Given data:
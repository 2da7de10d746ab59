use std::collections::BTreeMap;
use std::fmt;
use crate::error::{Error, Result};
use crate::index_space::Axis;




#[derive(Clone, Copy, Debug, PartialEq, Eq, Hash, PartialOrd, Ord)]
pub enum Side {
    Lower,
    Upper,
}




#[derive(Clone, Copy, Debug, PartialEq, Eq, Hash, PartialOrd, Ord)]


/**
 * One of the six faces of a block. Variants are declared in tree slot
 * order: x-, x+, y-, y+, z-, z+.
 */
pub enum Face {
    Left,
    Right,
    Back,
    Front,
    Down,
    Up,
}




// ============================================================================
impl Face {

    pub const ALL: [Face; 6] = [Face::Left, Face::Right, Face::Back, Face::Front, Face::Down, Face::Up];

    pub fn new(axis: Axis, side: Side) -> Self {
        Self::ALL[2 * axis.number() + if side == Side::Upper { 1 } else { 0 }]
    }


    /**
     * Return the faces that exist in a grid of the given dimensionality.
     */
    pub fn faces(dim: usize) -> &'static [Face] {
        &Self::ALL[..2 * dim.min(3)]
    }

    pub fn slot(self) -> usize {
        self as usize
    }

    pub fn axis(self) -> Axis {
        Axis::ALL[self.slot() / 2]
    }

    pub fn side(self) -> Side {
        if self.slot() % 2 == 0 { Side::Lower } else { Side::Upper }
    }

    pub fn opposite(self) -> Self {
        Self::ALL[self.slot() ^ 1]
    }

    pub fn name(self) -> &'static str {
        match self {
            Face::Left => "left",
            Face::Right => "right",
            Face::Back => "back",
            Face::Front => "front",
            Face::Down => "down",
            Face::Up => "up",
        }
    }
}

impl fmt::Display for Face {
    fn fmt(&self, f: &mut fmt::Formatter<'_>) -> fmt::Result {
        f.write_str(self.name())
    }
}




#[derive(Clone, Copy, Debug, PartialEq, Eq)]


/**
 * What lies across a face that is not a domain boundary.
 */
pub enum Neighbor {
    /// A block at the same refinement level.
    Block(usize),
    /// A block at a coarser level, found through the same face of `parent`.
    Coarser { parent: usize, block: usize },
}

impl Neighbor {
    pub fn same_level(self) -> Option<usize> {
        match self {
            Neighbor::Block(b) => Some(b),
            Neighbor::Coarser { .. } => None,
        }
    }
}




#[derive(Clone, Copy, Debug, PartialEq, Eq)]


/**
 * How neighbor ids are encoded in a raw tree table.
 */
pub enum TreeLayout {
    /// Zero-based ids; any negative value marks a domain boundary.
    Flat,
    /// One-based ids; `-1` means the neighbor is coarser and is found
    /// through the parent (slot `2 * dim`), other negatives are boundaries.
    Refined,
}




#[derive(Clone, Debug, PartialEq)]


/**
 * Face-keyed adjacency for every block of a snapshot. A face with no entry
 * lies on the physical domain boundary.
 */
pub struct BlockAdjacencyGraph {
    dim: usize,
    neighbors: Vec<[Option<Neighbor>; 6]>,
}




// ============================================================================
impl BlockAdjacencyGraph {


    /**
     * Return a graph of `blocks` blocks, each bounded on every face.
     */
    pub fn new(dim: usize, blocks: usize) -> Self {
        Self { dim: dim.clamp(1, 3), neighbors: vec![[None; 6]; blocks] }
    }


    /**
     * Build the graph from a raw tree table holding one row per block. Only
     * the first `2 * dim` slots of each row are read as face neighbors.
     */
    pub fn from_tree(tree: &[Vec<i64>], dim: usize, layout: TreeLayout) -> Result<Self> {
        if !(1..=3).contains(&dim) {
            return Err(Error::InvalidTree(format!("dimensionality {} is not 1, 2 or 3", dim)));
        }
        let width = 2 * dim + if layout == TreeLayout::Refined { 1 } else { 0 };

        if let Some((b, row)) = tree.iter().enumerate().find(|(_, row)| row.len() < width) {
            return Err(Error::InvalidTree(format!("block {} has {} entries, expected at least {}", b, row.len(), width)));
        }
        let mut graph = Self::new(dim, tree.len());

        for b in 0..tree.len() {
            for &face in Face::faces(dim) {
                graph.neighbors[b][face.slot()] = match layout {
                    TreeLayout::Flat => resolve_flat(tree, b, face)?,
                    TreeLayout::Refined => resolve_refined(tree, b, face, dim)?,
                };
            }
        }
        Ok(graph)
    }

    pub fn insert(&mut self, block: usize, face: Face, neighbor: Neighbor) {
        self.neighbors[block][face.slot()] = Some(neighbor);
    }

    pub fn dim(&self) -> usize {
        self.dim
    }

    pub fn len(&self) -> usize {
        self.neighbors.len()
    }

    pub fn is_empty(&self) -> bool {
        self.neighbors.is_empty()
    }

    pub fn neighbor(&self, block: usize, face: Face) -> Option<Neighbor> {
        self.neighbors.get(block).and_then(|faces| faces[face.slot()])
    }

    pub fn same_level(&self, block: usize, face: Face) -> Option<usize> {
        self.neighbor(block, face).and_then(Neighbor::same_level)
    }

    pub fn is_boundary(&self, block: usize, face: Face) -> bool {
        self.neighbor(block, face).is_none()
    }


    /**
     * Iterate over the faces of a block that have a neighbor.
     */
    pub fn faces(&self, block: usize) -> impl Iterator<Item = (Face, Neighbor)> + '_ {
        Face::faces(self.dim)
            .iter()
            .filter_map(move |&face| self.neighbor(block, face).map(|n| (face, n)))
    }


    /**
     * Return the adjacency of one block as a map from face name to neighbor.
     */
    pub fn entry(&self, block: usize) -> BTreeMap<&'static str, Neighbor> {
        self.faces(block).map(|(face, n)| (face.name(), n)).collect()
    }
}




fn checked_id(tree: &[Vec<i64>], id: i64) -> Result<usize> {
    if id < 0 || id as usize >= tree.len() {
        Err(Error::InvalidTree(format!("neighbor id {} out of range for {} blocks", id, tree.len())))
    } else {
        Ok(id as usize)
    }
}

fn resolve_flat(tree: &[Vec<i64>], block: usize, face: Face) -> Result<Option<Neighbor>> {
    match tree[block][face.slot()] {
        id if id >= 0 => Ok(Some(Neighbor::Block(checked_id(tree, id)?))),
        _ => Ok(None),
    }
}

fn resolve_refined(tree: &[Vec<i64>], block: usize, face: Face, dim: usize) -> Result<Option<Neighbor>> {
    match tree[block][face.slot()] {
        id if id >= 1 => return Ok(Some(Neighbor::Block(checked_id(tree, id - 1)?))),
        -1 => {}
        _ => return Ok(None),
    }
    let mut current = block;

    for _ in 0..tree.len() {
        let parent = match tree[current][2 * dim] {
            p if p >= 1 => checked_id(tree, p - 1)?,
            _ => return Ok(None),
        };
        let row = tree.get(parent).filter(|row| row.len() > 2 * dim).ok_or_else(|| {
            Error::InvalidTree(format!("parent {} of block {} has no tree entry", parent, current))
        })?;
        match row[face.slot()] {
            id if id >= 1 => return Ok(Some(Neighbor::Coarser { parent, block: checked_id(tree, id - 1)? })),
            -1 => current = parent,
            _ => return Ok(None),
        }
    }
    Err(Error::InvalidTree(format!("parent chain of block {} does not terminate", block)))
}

Work to complete: Take from the material above the lines running from the one with "pub fn neighbor(&self, block: usize, face: Face)" through the one with "p if p >= 1", and repeat them exactly, with nothing else.

Problem solution:
    pub fn neighbor(&self, block: usize, face: Face) -> Option<Neighbor> {
        self.neighbors.get(block).and_then(|faces| faces[face.slot()])
    }

    pub fn same_level(&self, block: usize, face: Face) -> Option<usize> {
        self.neighbor(block, face).and_then(Neighbor::same_level)
    }

    pub fn is_boundary(&self, block: usize, face: Face) -> bool {
        self.neighbor(block, face).is_none()
    }


    /**
     * Iterate over the faces of a block that have a neighbor.
     */
    pub fn faces(&self, block: usize) -> impl Iterator<Item = (Face, Neighbor)> + '_ {
        Face::faces(self.dim)
            .iter()
            .filter_map(move |&face| self.neighbor(block, face).map(|n| (face, n)))
    }


    /**
     * Return the adjacency of one block as a map from face name to neighbor.
     */
    pub fn entry(&self, block: usize) -> BTreeMap<&'static str, Neighbor> {
        self.faces(block).map(|(face, n)| (face.name(), n)).collect()
    }
}




fn checked_id(tree: &[Vec<i64>], id: i64) -> Result<usize> {
    if id < 0 || id as usize >= tree.len() {
        Err(Error::InvalidTree(format!("neighbor id {} out of range for {} blocks", id, tree.len())))
    } else {
        Ok(id as usize)
    }
}

fn resolve_flat(tree: &[Vec<i64>], block: usize, face: Face) -> Result<Option<Neighbor>> {
    match tree[block][face.slot()] {
        id if id >= 0 => Ok(Some(Neighbor::Block(checked_id(tree, id)?))),
        _ => Ok(None),
    }
}

fn resolve_refined(tree: &[Vec<i64>], block: usize, face: Face, dim: usize) -> Result<Option<Neighbor>> {
    match tree[block][face.slot()] {
        id if id >= 1 => return Ok(Some(Neighbor::Block(checked_id(tree, id - 1)?))),
        -1 => {}
        _ => return Ok(None),
    }
    let mut current = block;

    for _ in 0..tree.len() {
        let parent = match tree[current][2 * dim] {
            p if p >= 1 => checked_id(tree, p - 1)?,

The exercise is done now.